>> An art show to tempt our own hearts, Meat Market Gallery opens Don’t Ready to Die Anymore, a sculptural reinterpretation of pop culture and media tainted storytelling of “real” events, from the mundane to the ones that have marked our history. Or, what would happen if “blogging were a sculptural practice.” An online video project will accompany the show, starting tomorrow at dontreadytodieanymore.com. Visit the opening reception tomorrow from 6 to 8:30 p.m.

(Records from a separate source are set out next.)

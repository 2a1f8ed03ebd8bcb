use crate::entity::{GameCharacter, GameObject, Location};
use crate::game::Game;
use crate::rule::{GiveRule, MiniGameRule, UseRule};
use crate::selector::Selector;

/// Id under which the bundled world expects its lockpick minigame.
pub const SAMPLE_LOCKPICK_ID: &str = "lockpick_crypt";

/// The bundled "Crypt Escape" world.
///
/// Pry the coffin open with something long, pick the chest's lock, bring the
/// stranger in the tunnel some water, and use the key they give you on the
/// gate to get outside.
pub fn sample_game() -> Game {
    Game::new("Crypt Escape", "loc_crypt")
        .with_start_message("You awake in a crypt...")
        .with_end_location("loc_outside")
        .with_turn_limit(50)
        .with_location(
            Location::new("loc_crypt", "Crypt")
                .with_description("A stone room; a sealed coffin rests here.")
                .with_image("images/crypt.png")
                .with_object("obj_coffin")
                .with_object("obj_pole")
                .with_object("obj_locked_chest")
                .with_object("obj_lockpicks")
                .with_object("obj_garlic"),
        )
        .with_location(
            Location::new("loc_tunnel", "Hidden Tunnel")
                .with_description("A narrow passage leading north. An iron gate bars the way.")
                .with_image("images/tunnel.png")
                .with_object("obj_iron_gate")
                .with_character("char_patient")
                .with_connection("back", "loc_crypt"),
        )
        .with_location(
            Location::new("loc_outside", "Outside")
                .with_description("Fresh air at last!")
                .with_image("images/outside.png"),
        )
        .with_object(
            GameObject::new("obj_pole", "Pole")
                .with_description("A long wooden pole.")
                .portable()
                .with_attribute("long"),
        )
        .with_object(
            GameObject::new("obj_coffin", "Coffin")
                .with_description("The lid is stuck; something long could pry it open."),
        )
        .with_object(
            GameObject::new("obj_garlic", "Garlic")
                .with_description("Pungent cloves.")
                .portable()
                .with_attribute("repellent"),
        )
        .with_object(
            GameObject::new("obj_passage_north", "Passage North")
                .with_description("A dark passage heading north."),
        )
        .with_object(
            GameObject::new("obj_locked_chest", "Locked Chest")
                .with_description("It has a tricky lock."),
        )
        .with_object(
            GameObject::new("obj_open_chest", "Open Chest")
                .with_description("The lid is open. A cup of water sits inside.")
                .containing("obj_cup_water"),
        )
        .with_object(
            GameObject::new("obj_lockpicks", "Lockpicks")
                .with_description("A set of delicate picks.")
                .portable()
                .with_attribute("lockpick"),
        )
        .with_object(
            GameObject::new("obj_cup_water", "Cup of Water")
                .with_description("Cool, clear water.")
                .portable()
                .with_attribute("drink"),
        )
        .with_object(
            GameObject::new("obj_brass_key", "Brass Key")
                .with_description("A small brass key.")
                .portable()
                .with_attribute("key"),
        )
        .with_object(
            GameObject::new("obj_iron_gate", "Iron Gate")
                .with_description("Rusted bars with a brass keyhole."),
        )
        .with_object(
            GameObject::new("obj_open_gate", "Open Gate")
                .with_description("The gate hangs open."),
        )
        .with_character(
            GameCharacter::new("char_patient", "Bedridden Stranger")
                .with_description("Parched and weak.")
                .with_phrase("I'm so thirsty...")
                .with_phrase("Do you have water?")
                .with_want(Selector::by_id("obj_cup_water")),
        )
        .with_use_rule(
            UseRule::new(
                Selector::by_attribute("long"),
                "You pry open the coffin. A passage is revealed.",
            )
            .with_secondary(Selector::by_id("obj_coffin"))
            .producing("obj_passage_north")
            .opening("loc_crypt", "passage", "loc_tunnel"),
        )
        .with_use_rule(
            UseRule::new(
                Selector::by_attribute("key"),
                "The key turns with a screech. The gate swings open.",
            )
            .with_secondary(Selector::by_id("obj_iron_gate"))
            .producing("obj_open_gate")
            .opening("loc_tunnel", "north", "loc_outside"),
        )
        .with_give_rule(
            GiveRule::new(
                "char_patient",
                Selector::by_id("obj_cup_water"),
                "\u{201c}Thank you.\u{201d} They hand you a brass key.",
            )
            .granting("obj_brass_key"),
        )
        .with_minigame_rule(
            MiniGameRule::new(Selector::by_id("obj_locked_chest"), SAMPLE_LOCKPICK_ID)
                .with_secondary(Selector::by_attribute("lockpick"))
                .rewarding("obj_open_chest")
                .on_success("The lock yields with a click; the chest is now open.")
                .on_failure("You fail to pick the lock."),
        )
}

#[cfg(test)]
mod tests {
    use super::*;
    use crate::validate::validate;

    #[test]
    fn sample_world_is_consistent() {
        let issues = validate(&sample_game());
        assert!(issues.is_empty(), "{issues:?}");
    }

    #[test]
    fn sample_world_survives_json() {
        let json = sample_game().to_json().unwrap();
        let game = crate::loader::parse_game(&json).unwrap();
        assert_eq!(game.title(), "Crypt Escape");
        assert_eq!(game.minigame_rules()[0].minigame, SAMPLE_LOCKPICK_ID);
    }
}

>> The Phillips Collection has a big weekend ahead of them. The Great American Epic: Jacob Lawrence’s Migration Series opens on Saturday, with the entire 60 panel series of this famed artist’s work, which shows the movement of African-Americans from the South to the North after the first World War. In addition, they’ll hold their usual Artful Evening tonight, starting at 5 p.m., with the museum open and tours of the Collection’s French paintings available at 6:30 and 7:30 p.m. As a special treat, stop by their Center for Study of Modern Art in the carriage house behind the museum for Soirée Carte Blanch from 6 to 9 p.m. for an electronica DJ, performance art and cash bar. Advance tickets have sold out, but walk-ins will be let in as space allows (read: get there early). $12 for both Artful Thursday and the Soirée.

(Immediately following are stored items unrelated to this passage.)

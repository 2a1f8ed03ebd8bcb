//! Console lockpick: guess a three-digit code within a limited number of tries.

use std::io::{self, BufRead, BufReader, Stdin, Stdout, Write};

use rand::rngs::StdRng;
use rand::{Rng, SeedableRng};
use tracing::debug;
use wf_core::Game;

use super::{MiniGame, MiniGameOutcome};
use crate::error::MiniGameError;
use crate::state::GameState;

/// Default RNG seed; every play with the same seed draws the same code.
pub const DEFAULT_SEED: u64 = 2212;

/// Default number of guesses.
pub const DEFAULT_MAX_TRIES: u32 = 5;

const CODE_LEN: usize = 3;

/// Settings for [`LockpickGame`].
#[derive(Debug, Clone, PartialEq, Eq)]
pub struct LockpickConfig {
    /// Seed for drawing the code.
    pub seed: u64,
    /// Number of well-formed guesses allowed.
    pub max_tries: u32,
}

impl Default for LockpickConfig {
    fn default() -> Self {
        Self {
            seed: DEFAULT_SEED,
            max_tries: DEFAULT_MAX_TRIES,
        }
    }
}

impl LockpickConfig {
    /// Set the seed.
    pub fn with_seed(mut self, seed: u64) -> Self {
        self.seed = seed;
        self
    }

    /// Set the number of tries (at least 1).
    pub fn with_max_tries(mut self, tries: u32) -> Self {
        self.max_tries = tries.max(1);
        self
    }

    /// The code every play with this config has to guess.
    pub fn code(&self) -> u32 {
        StdRng::seed_from_u64(self.seed).random_range(100..1000)
    }
}

/// Lockpick minigame reading guesses from `R` and writing prompts to `W`.
pub struct LockpickGame<R, W> {
    id: String,
    config: LockpickConfig,
    input: R,
    output: W,
}

impl LockpickGame<BufReader<Stdin>, Stdout> {
    /// A lockpick game on the process console.
    pub fn console(id: impl Into<String>, config: LockpickConfig) -> Self {
        // Stdin is buffered already; a one-byte buffer here leaves unread
        // lines to whoever reads the console next.
        Self::new(id, config, BufReader::with_capacity(1, io::stdin()), io::stdout())
    }
}

impl<R: BufRead, W: Write> LockpickGame<R, W> {
    /// A lockpick game over arbitrary streams.
    pub fn new(id: impl Into<String>, config: LockpickConfig, input: R, output: W) -> Self {
        Self {
            id: id.into(),
            config,
            input,
            output,
        }
    }

    /// Consume the game, returning its output stream.
    pub fn into_output(self) -> W {
        self.output
    }

    fn run(&mut self) -> Result<MiniGameOutcome, MiniGameError> {
        let code = self.config.code().to_string();
        let max = self.config.max_tries;
        writeln!(
            self.output,
            "[Lockpick] Guess the 3-digit code. You have {max} tries."
        )?;

        let mut attempt = 1;
        while attempt <= max {
            write!(self.output, "Try {attempt}/{max}: ")?;
            self.output.flush()?;
            let mut line = String::new();
            if self.input.read_line(&mut line)? == 0 {
                debug!("lockpick input closed");
                break;
            }
            let guess = line.trim();
            if guess.len() != CODE_LEN || !guess.bytes().all(|b| b.is_ascii_digit()) {
                writeln!(self.output, "Enter exactly 3 digits.")?;
                continue;
            }
            if guess == code {
                return Ok(MiniGameOutcome::win("You hear a satisfying click."));
            }
            let placed = code
                .bytes()
                .zip(guess.bytes())
                .filter(|(a, b)| a == b)
                .count();
            writeln!(self.output, "Close... digits in correct position: {placed}")?;
            attempt += 1;
        }
        Ok(MiniGameOutcome::loss("The pick snaps. The lock holds."))
    }
}

impl<R, W> MiniGame for LockpickGame<R, W>
where
    R: BufRead + Send,
    W: Write + Send,
{
    fn id(&self) -> &str {
        &self.id
    }

    fn play(&mut self, _game: &Game, _state: &GameState) -> Result<MiniGameOutcome, MiniGameError> {
        self.run()
    }
}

>> Painter Laurel Hausler’s solo show, Rackets and Remedies at the Atheneum in Alexandria, opens tomorrow night from 5 to 7 p.m. Inspired by old patent medicine advertising, Hausler’s current drawings (pictured above) use coffee-stained paper, line drawing and oil paint-stained plexi. Ideas for this exhibit were influenced in part by the Stabler-Leadbeater Apothecary Museum and the collections of Dr. Robert Greenspan. The Atheneum will be holding two related events in the coming month: The Old Town Medicine Show—a day full of quackery, science and magic—and a lecture by Medicine: Perspectives in History and Art author Greenspan. Be sure to check out DCist’s studio visit with Hausler.

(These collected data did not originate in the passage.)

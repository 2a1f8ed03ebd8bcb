//! A play session: parsed input in, player-facing text and game status out.

use serde::Serialize;
use tracing::debug;
use wf_core::{LocationId, Selector};

use crate::command::{COMMAND_SUMMARY, Command, parse_command};
use crate::dispatcher::{CommandResult, Dispatcher};
use crate::snapshot::Snapshot;
use crate::suggest::closest;

/// Whether a playthrough is still running.
#[derive(Debug, Clone, PartialEq, Eq, Serialize)]
#[serde(tag = "state", rename_all = "snake_case")]
pub enum GameStatus {
    /// Still playing.
    Active,
    /// The player reached an end location.
    Finished {
        /// The end location reached.
        location: LocationId,
    },
    /// The turn limit was used up.
    OutOfTurns {
        /// Turns taken.
        taken: u32,
        /// The limit.
        limit: u32,
    },
}

impl GameStatus {
    /// Status of the dispatcher's playthrough.
    ///
    /// Reaching an end location takes precedence over running out of turns.
    pub fn of(dispatcher: &Dispatcher) -> Self {
        let game = dispatcher.game();
        let state = dispatcher.state();
        if game.is_end_location(state.location.as_str()) {
            return Self::Finished {
                location: state.location.clone(),
            };
        }
        match game.turn_limit() {
            Some(limit) if state.turns_taken >= limit => Self::OutOfTurns {
                taken: state.turns_taken,
                limit,
            },
            _ => Self::Active,
        }
    }

    /// Whether the game has ended.
    pub fn is_over(&self) -> bool {
        !matches!(self, Self::Active)
    }
}

/// What the session answered to one line of input.
#[derive(Debug, Clone, PartialEq, Eq)]
pub struct Response {
    /// Text for the player.
    pub text: String,
    /// Whether the command succeeded.
    pub success: bool,
    /// Status after the command.
    pub status: GameStatus,
    /// Whether the player asked to leave.
    pub quit: bool,
}

/// An interactive session around a [`Dispatcher`].
#[derive(Debug)]
pub struct Session {
    dispatcher: Dispatcher,
}

impl Session {
    /// Create a session.
    pub fn new(dispatcher: Dispatcher) -> Self {
        Self { dispatcher }
    }

    /// The underlying dispatcher.
    pub fn dispatcher(&self) -> &Dispatcher {
        &self.dispatcher
    }

    /// Current game status.
    pub fn status(&self) -> GameStatus {
        GameStatus::of(&self.dispatcher)
    }

    /// Title, start message, command summary and the first location.
    pub fn intro(&self) -> String {
        let game = self.dispatcher.game();
        format!(
            "{}\n{}\n{}\n{}",
            game.title(),
            game.start_message(),
            COMMAND_SUMMARY,
            self.look()
        )
    }

    /// Describe the current location. Takes no turn.
    pub fn look(&self) -> String {
        match Snapshot::capture(&self.dispatcher) {
            Ok(snapshot) => snapshot.describe(),
            Err(err) => format!("Error: {err}"),
        }
    }

    /// The closing line once the game is over.
    pub fn ending(&self) -> Option<String> {
        match self.status() {
            GameStatus::Active => None,
            GameStatus::Finished { .. } => Some(format!(
                "Game ended. Turns: {}",
                self.dispatcher.state().turns_taken
            )),
            GameStatus::OutOfTurns { taken, limit } => {
                Some(format!("You ran out of time. Turns: {taken}/{limit}"))
            }
        }
    }

    /// Parse and execute one line of input.
    pub fn process(&mut self, input: &str) -> Response {
        let command = parse_command(input);
        self.execute(command)
    }

    /// Execute a parsed command.
    pub fn execute(&mut self, command: Command) -> Response {
        debug!(?command, "executing");
        let result = match &command {
            Command::Look => CommandResult::ok(self.look()),
            Command::Help => CommandResult::ok(COMMAND_SUMMARY),
            Command::Quit => {
                return Response {
                    text: "Bye.".to_string(),
                    success: true,
                    status: self.status(),
                    quit: true,
                };
            }
            Command::Invalid { usage } => CommandResult::fail(*usage),
            Command::Unknown { .. } => CommandResult::fail("Unknown command."),
            Command::Go { label } => self.dispatcher.go(label),
            Command::PickUp { object } => self.dispatcher.pick_up(object),
            Command::Drop { object } => self.dispatcher.drop(object),
            Command::Inventory => self.dispatcher.inventory(),
            Command::Examine { target } => {
                let game = self.dispatcher.game();
                if game.object(target).is_none() && game.character(target).is_some() {
                    self.dispatcher.examine_character(target)
                } else {
                    self.dispatcher.examine_object(target)
                }
            }
            Command::Talk { character } => self.dispatcher.talk(character),
            Command::Give { object, character } => self.dispatcher.give(object, character),
            Command::Use { primary, secondary } => {
                self.dispatcher.use_item(primary, secondary.as_deref())
            }
        };

        let mut text = result.message;
        let hint = if result.success {
            None
        } else {
            self.hint(&command)
        };
        if let Some(hint) = hint {
            text.push_str(&format!(" Did you mean '{hint}'?"));
        }
        Response {
            text,
            success: result.success,
            status: self.status(),
            quit: false,
        }
    }

    /// A close match for the first argument the world does not know.
    fn hint(&self, command: &Command) -> Option<&str> {
        let game = self.dispatcher.game();
        let objects = || game.objects().iter().map(|o| o.id.as_str());
        let characters = || game.characters().iter().map(|c| c.id.as_str());
        let unknown_object = |id: &str| game.object(id).is_none();
        let unknown_character = |id: &str| game.character(id).is_none();

        match command {
            Command::Go { label } => {
                let exits = self.dispatcher.exits().ok()?;
                closest(label, exits.into_iter().map(|c| c.label.as_str()))
            }
            Command::PickUp { object } | Command::Drop { object }
                if unknown_object(object.as_str()) =>
            {
                closest(object, objects())
            }
            Command::Examine { target }
                if unknown_object(target.as_str()) && unknown_character(target.as_str()) =>
            {
                closest(target, objects().chain(characters()))
            }
            Command::Talk { character } if unknown_character(character.as_str()) => {
                closest(character, characters())
            }
            Command::Give { object, character } => {
                if unknown_object(object.as_str()) {
                    closest(object, objects())
                } else if unknown_character(character.as_str()) {
                    closest(character, characters())
                } else {
                    None
                }
            }
            Command::Use { primary, secondary } => [Some(primary), secondary.as_ref()]
                .into_iter()
                .flatten()
                .filter_map(|token| match Selector::parse(token) {
                    Selector::Id(id) if unknown_object(id.as_str()) && unknown_character(id.as_str()) => {
                        closest(token, objects().chain(characters()))
                    }
                    _ => None,
                })
                .next(),
            _ => None,
        }
    }
}
//! Bounded log of what happened during play.

use std::collections::VecDeque;

use serde::Serialize;

use crate::config::DEFAULT_LOG_CAPACITY;

/// One line in the event log.
#[derive(Debug, Clone, PartialEq, Eq, Serialize)]
pub struct LogEntry {
    /// Turn counter after the command that produced the line.
    pub turn: u32,
    /// Human-readable text.
    pub text: String,
}

/// FIFO log with a fixed capacity; the oldest entry is evicted first.
#[derive(Debug, Clone)]
pub struct EventLog {
    entries: VecDeque<LogEntry>,
    capacity: usize,
}

impl Default for EventLog {
    fn default() -> Self {
        Self::with_capacity(DEFAULT_LOG_CAPACITY)
    }
}

impl EventLog {
    /// Create an empty log holding at most `capacity` entries.
    pub fn with_capacity(capacity: usize) -> Self {
        let capacity = capacity.max(1);
        Self {
            entries: VecDeque::with_capacity(capacity.min(256)),
            capacity,
        }
    }

    /// Append an entry, evicting the oldest one when full.
    pub fn push(&mut self, turn: u32, text: impl Into<String>) {
        if self.entries.len() == self.capacity {
            self.entries.pop_front();
        }
        self.entries.push_back(LogEntry {
            turn,
            text: text.into(),
        });
    }

    /// Entries from oldest to newest.
    pub fn entries(&self) -> impl DoubleEndedIterator<Item = &LogEntry> + ExactSizeIterator {
        self.entries.iter()
    }

    /// The most recent `n` entries, oldest first.
    pub fn recent(&self, n: usize) -> impl Iterator<Item = &LogEntry> {
        self.entries.iter().skip(self.entries.len().saturating_sub(n))
    }

    /// The newest entry.
    pub fn last(&self) -> Option<&LogEntry> {
        self.entries.back()
    }

    /// Number of entries held.
    pub fn len(&self) -> usize {
        self.entries.len()
    }

    /// Whether the log is empty.
    pub fn is_empty(&self) -> bool {
        self.entries.is_empty()
    }

    /// Maximum number of entries held.
    pub fn capacity(&self) -> usize {
        self.capacity
    }
}
#[cfg(test)]
mod tests {
    use super::*;
    use rstest::rstest;

    const JOB_DOC: &str = r#"<?xml version="1.0" encoding="UTF-8"?>
<uws:job xmlns:uws="http://www.ivoa.net/xml/UWS/v1.0"
         xmlns:xlink="http://www.w3.org/1999/xlink"
         xmlns:xsi="http://www.w3.org/2001/XMLSchema-instance">
  <uws:jobId>tap-101</uws:jobId>
  <uws:ownerId xsi:nil="true"/>
  <uws:phase>COMPLETED</uws:phase>
  <uws:quote>2026-08-06T12:30:00Z</uws:quote>
  <uws:startTime>2026-08-06T12:00:01.196</uws:startTime>
  <uws:endTime>2026-08-06T12:00:05Z</uws:endTime>
  <uws:executionDuration>3600</uws:executionDuration>
  <uws:destruction>2026-08-13T12:00:00Z</uws:destruction>
  <uws:parameters>
    <uws:parameter id="QUERY">SELECT TOP 5 * FROM tab</uws:parameter>
    <uws:parameter id="LANG">ADQL</uws:parameter>
  </uws:parameters>
  <uws:results>
    <uws:result id="result" xlink:href="results/result"/>
  </uws:results>
</uws:job>"#;

    #[test]
    fn job_document_parses() {
        let summary = JobSummary::from_xml(JOB_DOC).unwrap();
        assert_eq!(summary.job_id, "tap-101");
        assert_eq!(summary.phase, JobPhase::Completed);
        assert_eq!(summary.owner_id, None);
        assert_eq!(summary.execution_duration, Some(3600));
        assert_eq!(summary.parameters.len(), 2);
        assert_eq!(summary.results.len(), 1);
        assert_eq!(summary.results[0].href, "results/result");
        assert!(summary.quote.is_some());
        // The offset-less startTime still parses.
        assert!(summary.start_time.is_some());
    }

    #[test]
    fn error_summary_parses() {
        let xml = r#"<uws:job xmlns:uws="http://www.ivoa.net/xml/UWS/v1.0">
            <uws:jobId>j1</uws:jobId>
            <uws:phase>ERROR</uws:phase>
            <uws:errorSummary type="transient" hasDetail="true">
                <uws:message>backend unavailable</uws:message>
            </uws:errorSummary>
        </uws:job>"#;
        let summary = JobSummary::from_xml(xml).unwrap();
        let error = summary.error_summary.unwrap();
        assert_eq!(error.message, "backend unavailable");
        assert_eq!(error.error_type, "transient");
        assert!(error.has_detail);
    }

    #[test]
    fn document_without_job_id_is_rejected() {
        let xml = r#"<uws:job xmlns:uws="http://www.ivoa.net/xml/UWS/v1.0">
            <uws:phase>PENDING</uws:phase>
        </uws:job>"#;
        assert!(JobSummary::from_xml(xml).is_err());
    }

    #[rstest]
    #[case("PENDING", JobPhase::Pending)]
    #[case("executing", JobPhase::Executing)]
    #[case(" COMPLETED\n", JobPhase::Completed)]
    #[case("ARCHIVED", JobPhase::Archived)]
    #[case("whatever", JobPhase::Unknown)]
    fn phase_parses_wire_spellings(#[case] wire: &str, #[case] expected: JobPhase) {
        assert_eq!(JobPhase::from(wire), expected);
    }

    #[rstest]
    #[case(JobPhase::Completed, true)]
    #[case(JobPhase::Error, true)]
    #[case(JobPhase::Aborted, true)]
    #[case(JobPhase::Archived, true)]
    #[case(JobPhase::Executing, false)]
    #[case(JobPhase::Pending, false)]
    fn terminal_phases(#[case] phase: JobPhase, #[case] terminal: bool) {
        assert_eq!(phase.is_terminal(), terminal);
    }

    #[test]
    fn phase_display_round_trips() {
        for phase in [
            JobPhase::Pending,
            JobPhase::Queued,
            JobPhase::Executing,
            JobPhase::Completed,
            JobPhase::Error,
            JobPhase::Aborted,
            JobPhase::Held,
            JobPhase::Suspended,
            JobPhase::Archived,
        ] {
            assert_eq!(JobPhase::from(phase.to_string().as_str()), phase);
        }
    }
}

>> It’s First Friday in Dupont Circle, and we recommend stopping by Hillyer Art Space for new paintings by Anna U. Davis, displaying the complicated reasoning and emotions behind feminism. Foundry Gallery will be showing multimedia works by Stephen Nordlinger in The Figure is Central. Artist Roberta Thole will have her cryptic paintings, using many natural elements, at Studio Gallery. First Friday receptions are from 6 to 8 p.m.; see map of participating galleries here.